[Stored data entries]

--- START ---

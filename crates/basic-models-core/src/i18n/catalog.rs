//! Translation catalog.
//!
//! Translations live in a global, thread-safe registry organized by language
//! code. They can be registered programmatically or loaded from JSON:
//!
//! ```json
//! {
//!   "messages": { "Duplicate selected %(verbose_name_plural)s": "Dupliquer les %(verbose_name_plural)s sélectionnés" },
//!   "plurals": { "1 object was": { "singular": "1 objet a été", "plural": "objets ont été" } }
//! }
//! ```

use std::collections::HashMap;
use std::sync::{OnceLock, RwLock};

use serde::Deserialize;

use crate::error::BasicModelsError;

/// A translation catalog for a single language.
#[derive(Debug, Clone, Default)]
pub struct TranslationCatalog {
    messages: HashMap<String, String>,
    /// singular msgid -> (translated singular, translated plural)
    plurals: HashMap<String, (String, String)>,
}

fn global_catalogs() -> &'static RwLock<HashMap<String, TranslationCatalog>> {
    static CATALOGS: OnceLock<RwLock<HashMap<String, TranslationCatalog>>> = OnceLock::new();
    CATALOGS.get_or_init(|| RwLock::new(HashMap::new()))
}

fn with_catalog<F, R>(language: &str, f: F) -> Option<R>
where
    F: FnOnce(&TranslationCatalog) -> Option<R>,
{
    let catalogs = global_catalogs().read().ok()?;
    catalogs.get(language).and_then(f)
}

#[allow(clippy::significant_drop_tightening)]
fn with_catalog_mut<F>(language: &str, f: F)
where
    F: FnOnce(&mut TranslationCatalog),
{
    // A poisoned catalog only loses the registration; lookups fall back to msgids.
    if let Ok(mut catalogs) = global_catalogs().write() {
        let catalog = catalogs.entry(language.to_string()).or_default();
        f(catalog);
    }
}

/// Registers simple message translations for a language.
///
/// Each entry is a `(msgid, translated)` pair. Existing entries are overwritten.
pub fn register_translations(language: &str, entries: Vec<(&str, &str)>) {
    with_catalog_mut(language, |catalog| {
        for (msgid, translated) in entries {
            catalog
                .messages
                .insert(msgid.to_string(), translated.to_string());
        }
    });
}

/// Registers plural translations for a language.
///
/// Each entry is `(singular_msgid, translated_singular, translated_plural)`.
pub fn register_plural_translations(language: &str, entries: Vec<(&str, &str, &str)>) {
    with_catalog_mut(language, |catalog| {
        for (singular, trans_singular, trans_plural) in entries {
            catalog.plurals.insert(
                singular.to_string(),
                (trans_singular.to_string(), trans_plural.to_string()),
            );
        }
    });
}

#[derive(Debug, Default, Deserialize)]
#[serde(default)]
struct CatalogFile {
    messages: HashMap<String, String>,
    plurals: HashMap<String, PluralEntry>,
}

#[derive(Debug, Deserialize)]
struct PluralEntry {
    singular: String,
    plural: String,
}

/// Loads translations for `language` from a JSON string.
///
/// # Errors
///
/// Returns a `ConfigurationError` if the JSON does not match the catalog format.
pub fn load_json(language: &str, json: &str) -> Result<(), BasicModelsError> {
    let file: CatalogFile = serde_json::from_str(json).map_err(|e| {
        BasicModelsError::ConfigurationError(format!(
            "Invalid translation catalog for '{language}': {e}"
        ))
    })?;
    with_catalog_mut(language, |catalog| {
        catalog.messages.extend(file.messages);
        catalog.plurals.extend(
            file.plurals
                .into_iter()
                .map(|(k, v)| (k, (v.singular, v.plural))),
        );
    });
    Ok(())
}

/// Looks up a simple translation.
pub fn translate(language: &str, msgid: &str) -> Option<String> {
    with_catalog(language, |catalog| catalog.messages.get(msgid).cloned())
}

/// Looks up a plural translation, choosing the form for `count`.
pub fn translate_plural(language: &str, singular: &str, count: u64) -> Option<String> {
    with_catalog(language, |catalog| {
        catalog.plurals.get(singular).map(|(one, many)| {
            if count == 1 {
                one.clone()
            } else {
                many.clone()
            }
        })
    })
}

#[cfg(test)]
mod tests {
    use super::*;

    #[test]
    fn test_register_and_translate() {
        register_translations("cat-a", vec![("Hello", "Hola")]);
        assert_eq!(translate("cat-a", "Hello"), Some("Hola".to_string()));
        assert_eq!(translate("cat-a", "Missing"), None);
        assert_eq!(translate("cat-unknown", "Hello"), None);
    }

    #[test]
    fn test_register_plural() {
        register_plural_translations("cat-b", vec![("object", "objet", "objets")]);
        assert_eq!(translate_plural("cat-b", "object", 1), Some("objet".to_string()));
        assert_eq!(translate_plural("cat-b", "object", 0), Some("objets".to_string()));
    }

    #[test]
    fn test_load_json() {
        let json = r#"{
            "messages": {"Duplicate": "Dupliquer"},
            "plurals": {"object": {"singular": "objet", "plural": "objets"}}
        }"#;
        load_json("cat-c", json).unwrap();
        assert_eq!(translate("cat-c", "Duplicate"), Some("Dupliquer".to_string()));
        assert_eq!(translate_plural("cat-c", "object", 2), Some("objets".to_string()));
    }

    #[test]
    fn test_load_json_partial_and_invalid() {
        load_json("cat-d", r#"{"messages": {"Yes": "Oui"}}"#).unwrap();
        assert_eq!(translate("cat-d", "Yes"), Some("Oui".to_string()));
        assert!(load_json("cat-d", r#"{"messages": []}"#).is_err());
    }
}
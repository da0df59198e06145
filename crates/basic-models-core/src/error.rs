//! Error types for the admin helpers.
//!
//! The helpers do no recovery of their own. Every failure, whether a store
//! rejection, a missing clone operation or a bad settings file, surfaces as a
//! [`BasicModelsError`] so the host admin can render it through its normal
//! error path. [`BasicModelsError::status_code`] gives that path an HTTP status.

use thiserror::Error;

/// The error type shared by all basic-models crates.
#[derive(Error, Debug)]
pub enum BasicModelsError {
    // ── Lookup ───────────────────────────────────────────────────────

    /// An action, object or table could not be found.
    #[error("Not found: {0}")]
    NotFound(String),

    /// A query expected exactly one object but found none.
    #[error("Object does not exist: {0}")]
    DoesNotExist(String),

    // ── Store ────────────────────────────────────────────────────────

    /// A generic store failure.
    #[error("Database error: {0}")]
    DatabaseError(String),

    /// A store integrity constraint was violated.
    #[error("Integrity error: {0}")]
    IntegrityError(String),

    // ── Configuration ────────────────────────────────────────────────

    /// A settings value is missing or invalid.
    #[error("Configuration error: {0}")]
    ConfigurationError(String),

    /// A model admin was set up without something an operation needs.
    #[error("Improperly configured: {0}")]
    ImproperlyConfigured(String),

    // ── Data ─────────────────────────────────────────────────────────

    /// A value could not be converted to or from a record.
    #[error("Serialization error: {0}")]
    SerializationError(String),

    /// An I/O error occurred.
    #[error("IO error: {0}")]
    IoError(#[from] std::io::Error),
}

impl BasicModelsError {
    /// Returns the HTTP status code the host should render this error with.
    ///
    /// - `NotFound`, `DoesNotExist` -> 404
    /// - `IntegrityError` -> 409
    /// - Everything else -> 500
    pub const fn status_code(&self) -> u16 {
        match self {
            Self::NotFound(_) | Self::DoesNotExist(_) => 404,
            Self::IntegrityError(_) => 409,
            Self::DatabaseError(_)
            | Self::ConfigurationError(_)
            | Self::ImproperlyConfigured(_)
            | Self::SerializationError(_)
            | Self::IoError(_) => 500,
        }
    }
}

impl From<serde_json::Error> for BasicModelsError {
    fn from(err: serde_json::Error) -> Self {
        Self::SerializationError(err.to_string())
    }
}

/// A convenience type alias for `Result<T, BasicModelsError>`.
pub type BasicModelsResult<T> = Result<T, BasicModelsError>;

#[cfg(test)]
mod tests {
    use super::*;

    #[test]
    fn test_status_codes() {
        assert_eq!(BasicModelsError::NotFound("x".into()).status_code(), 404);
        assert_eq!(BasicModelsError::DoesNotExist("x".into()).status_code(), 404);
        assert_eq!(BasicModelsError::IntegrityError("x".into()).status_code(), 409);
        assert_eq!(BasicModelsError::DatabaseError("x".into()).status_code(), 500);
        assert_eq!(
            BasicModelsError::ImproperlyConfigured("x".into()).status_code(),
            500
        );
        assert_eq!(
            BasicModelsError::ConfigurationError("x".into()).status_code(),
            500
        );
    }

    #[test]
    fn test_display() {
        let err = BasicModelsError::NotFound("Action 'frobnicate'".into());
        assert_eq!(err.to_string(), "Not found: Action 'frobnicate'");
    }

    #[test]
    fn test_io_error_conversion() {
        let io_err = std::io::Error::new(std::io::ErrorKind::NotFound, "file missing");
        let err: BasicModelsError = io_err.into();
        assert_eq!(err.status_code(), 500);
        assert!(err.to_string().contains("file missing"));
    }

    #[test]
    fn test_serde_json_error_conversion() {
        let json_err = serde_json::from_str::<serde_json::Value>("{not json").unwrap_err();
        let err: BasicModelsError = json_err.into();
        assert!(matches!(err, BasicModelsError::SerializationError(_)));
    }
}
//! Lazy translation strings.
//!
//! [`LazyString`] defers the translation lookup until the string is displayed,
//! so labels defined once at registration time follow whatever language is
//! active when the admin renders them.

use std::fmt;

/// A lazily-translated string.
///
/// # Examples
///
/// ```
/// use basic_models_core::i18n::{self, LazyString};
///
/// let lazy = LazyString::new("Duplicate".to_string());
/// assert_eq!(lazy.to_string(), "Duplicate");
///
/// i18n::catalog::register_translations("pt", vec![("Duplicate", "Duplicar")]);
/// i18n::activate("pt");
/// assert_eq!(lazy.to_string(), "Duplicar");
/// i18n::deactivate();
/// ```
#[derive(Clone, PartialEq, Eq)]
pub struct LazyString {
    msgid: String,
}

impl LazyString {
    /// Creates a new `LazyString` with the given message ID.
    pub const fn new(msgid: String) -> Self {
        Self { msgid }
    }

    /// Returns the untranslated message ID.
    pub fn msgid(&self) -> &str {
        &self.msgid
    }

    /// Evaluates the translation using the current thread's active language.
    pub fn evaluate(&self) -> String {
        super::gettext(&self.msgid)
    }
}

impl fmt::Display for LazyString {
    fn fmt(&self, f: &mut fmt::Formatter<'_>) -> fmt::Result {
        write!(f, "{}", self.evaluate())
    }
}

impl fmt::Debug for LazyString {
    fn fmt(&self, f: &mut fmt::Formatter<'_>) -> fmt::Result {
        f.debug_struct("LazyString")
            .field("msgid", &self.msgid)
            .finish()
    }
}

impl From<&str> for LazyString {
    fn from(msgid: &str) -> Self {
        Self::new(msgid.to_string())
    }
}

#[cfg(test)]
mod tests {
    use super::*;
    use crate::i18n;

    #[test]
    fn test_msgid_is_untranslated() {
        i18n::catalog::register_translations("lazy-test", vec![("Save", "Sichern")]);
        i18n::activate("lazy-test");
        let lazy = LazyString::from("Save");
        assert_eq!(lazy.msgid(), "Save");
        assert_eq!(lazy.evaluate(), "Sichern");
        i18n::deactivate();
        assert_eq!(lazy.evaluate(), "Save");
    }

    #[test]
    fn test_debug_shows_msgid() {
        let lazy = LazyString::from("Hello");
        assert!(format!("{lazy:?}").contains("Hello"));
    }
}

--- END ---

WHAT YOU ARE ASKED TO DO: Using the records, report how many lines contain the word "plurals", adding no other text.

EXERCISE OUTPUT: 8